The jeweler dug in the ground and from time to time the lantern illuminated his face, on which were not now the blue goggles that so completely disguised him.  Basilio shuddered: that was the same stranger who thirteen years before had dug his mother’s grave there, only now he had aged somewhat, his hair had turned white, he wore a beard and a mustache, but yet his look was the same, the bitter expression, the same cloud on his brow, the same muscular arms, though somewhat thinner now, the same violent energy.  Old impressions were stirred in the boy: he seemed to feel the heat of the fire, the hunger, the weariness of that time, the smell of freshly turned earth.  Yet his discovery terrified him—that jeweler Simoun, who passed for a British Indian, a Portuguese, an American, a mulatto, the Brown Cardinal, his Black Eminence, the evil genius of the Captain-General as many called him, was no other than the mysterious stranger whose appearance and disappearance coincided with the death of the heir to that land!
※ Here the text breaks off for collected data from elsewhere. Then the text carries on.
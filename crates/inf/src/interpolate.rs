use num::{Float, NumCast};

/// Maps `value` linearly from the `[min, max]` range to `[0, 1]`.
/// Values outside of the range are clamped, an empty range maps everything up to `min` to 0 and the rest to 1.
#[inline]
pub fn linear_map_to_float<T, TFloat>(value: T, min: T, max: T) -> TFloat
where
    T: Float,
    TFloat: Float,
{
    debug_assert!(min <= max);

    if min > max || value <= min {
        return TFloat::zero();
    } else if value >= max {
        return TFloat::one();
    }

    let offset: TFloat = NumCast::from(value - min).unwrap_or(TFloat::zero());
    let range_width: TFloat = NumCast::from(max - min).unwrap_or(TFloat::one());
    offset / range_width
}

/// Linear interpolation between `start` and `end` at fraction `t`
#[inline]
pub fn lerp<T: Float>(start: T, end: T, t: T) -> T {
    start + (end - start) * t
}

#[cfg(test)]
mod tests {
    use super::*;

    #[test]
    fn negative_range() {
        assert_eq!(linear_map_to_float::<f32, f32>(-1.2, -1.2, 1.2), 0.0);
        assert_eq!(linear_map_to_float::<f32, f32>(0.0, -1.2, 1.2), 0.5);
        assert_eq!(linear_map_to_float::<f32, f32>(1.2, -1.2, 1.2), 1.0);
    }

    #[test]
    fn values_outside_range() {
        assert_eq!(linear_map_to_float::<f64, f32>(-2.0, -1.0, 1.0), 0.0);
        assert_eq!(linear_map_to_float::<f64, f32>(2.0, -1.0, 1.0), 1.0);
    }

    #[test]
    fn zero_range() {
        assert_eq!(linear_map_to_float::<f32, f32>(0.0, 1.0, 1.0), 0.0);
        assert_eq!(linear_map_to_float::<f32, f32>(1.0, 1.0, 1.0), 0.0);
        assert_eq!(linear_map_to_float::<f32, f32>(2.0, 1.0, 1.0), 1.0);
    }

    #[test]
    fn lerp_fraction() {
        assert_eq!(lerp(10.0, 20.0, 0.25), 12.5);
    }
}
But of the two strangers who had appeared, which was Ibarra, the living or the dead?

This question, which he had often asked himself whenever Ibarra’s death was mentioned, again came into his mind in the presence of the human enigma he now saw before him.  The dead man had had two wounds, which must have been made by firearms, as he knew from what he had since studied, and which would be the result of the chase on the lake.  Then the dead man must have been Ibarra, who had come to die at the tomb of his forefathers, his desire to be cremated being explained by his residence in Europe, where cremation is practised.  Then who was the other, the living, this jeweler Simoun, at that time with such an appearance of poverty and wretchedness, but who had now returned loaded with gold and a friend of the authorities? There was the mystery, and the student, with his characteristic cold-bloodedness, determined to clear it up at the first opportunity.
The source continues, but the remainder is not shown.